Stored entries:
^^^^
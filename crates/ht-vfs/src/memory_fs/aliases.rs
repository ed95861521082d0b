use std::{cell::RefCell, rc::Rc};
use std::sync::{Arc, Mutex};

use super::{
    error::Error,
    file::MemoryFileWithInner,
    file_inner::MemoryFileInner,
    fs::MemoryFSWithInner,
};


/// Get the `InnerFile` generic parameter of a `MemoryFSWithInner<InnerFile>`,
/// via an associated type.
pub trait GetInnerFile {
    /// The `InnerFile` generic of a `MemoryFSWithInner<InnerFile>`.
    type IF;
}

impl<InnerFile> GetInnerFile for MemoryFSWithInner<InnerFile> {
    type IF = InnerFile;
}


/// The `MemoryFile` type corresponding to a given `MemoryFS` type.
pub type MemoryFSFile<MemoryFSWithInner>
    = MemoryFileWithInner<
        <MemoryFSWithInner as GetInnerFile>::IF
    >;

/// The `Error` type corresponding to a given `MemoryFS` type.
pub type MemoryFSErr<MemoryFSWithInner>
    = Error<<
        <MemoryFSWithInner as GetInnerFile>::IF
        as
        MemoryFileInner
    >::InnerFileError>;

/// The `Result<T, Err>` type whose error is the [`Error<InnerFileError>`] type corresponding to a
/// given [`MemoryFS`].
///
/// [`Error<InnerFileError>`]: Error
/// [`MemoryFS`]: MemoryFSWithInner
pub type MemoryFSResult<T, MemoryFSWithInner> = Result<T, MemoryFSErr<MemoryFSWithInner>>;

// TODO: documentation for these aliases

pub type ThreadLocalMemoryFS    = MemoryFSWithInner <Rc<RefCell<Vec<u8>>>>;
pub type ThreadLocalMemoryFile  = MemoryFSFile      <ThreadLocalMemoryFS>;
pub type ThreadLocalMemoryFSErr = MemoryFSErr       <ThreadLocalMemoryFS>;

pub type ThreadsafeMemoryFS     = MemoryFSWithInner <Arc<Mutex<Vec<u8>>>>;
pub type ThreadsafeMemoryFile   = MemoryFSFile      <ThreadsafeMemoryFS>;
pub type ThreadsafeMemoryFSErr  = MemoryFSErr       <ThreadsafeMemoryFS>;


#[cfg(doctest)]
pub mod _compile_fail_tests {
    /// ```compile_fail
    /// use ht_vfs::memory_fs::ThreadLocalMemoryFS;
    ///
    /// fn is_not_send() -> impl Send {
    ///     ThreadLocalMemoryFS::new()
    /// }
    /// ```
    ///
    /// ```compile_fail
    /// use ht_vfs::memory_fs::ThreadLocalMemoryFS;
    ///
    /// fn is_not_sync() -> impl Sync {
    ///     ThreadLocalMemoryFS::new()
    /// }
    /// ```
    pub const fn _test_threadsafety() {}
}

#[cfg(all(test, not(tests_with_leaks)))]
mod tests {
    use super::*;

    const fn _this_should_compile() {
        fn outputs_inner_file() -> impl MemoryFileInner {
            let inner: Rc<RefCell<Vec<u8>>> = Rc::default();
            inner
        }

        fn also_outputs_inner_file() -> impl MemoryFileInner {
            let inner: Arc<Mutex<Vec<u8>>> = Arc::default();
            inner
        }
    }

    const fn _test_threadsafety() {
        fn outputs_send_sync() -> impl Send + Sync {
            ThreadsafeMemoryFS::new()
        }
    }
}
^^^^
Exercise description ▸ Would you please filter the lines above and copy every one that includes "given"?

Answer section ▸
/// The `MemoryFile` type corresponding to a given `MemoryFS` type.
/// The `Error` type corresponding to a given `MemoryFS` type.
/// given [`MemoryFS`].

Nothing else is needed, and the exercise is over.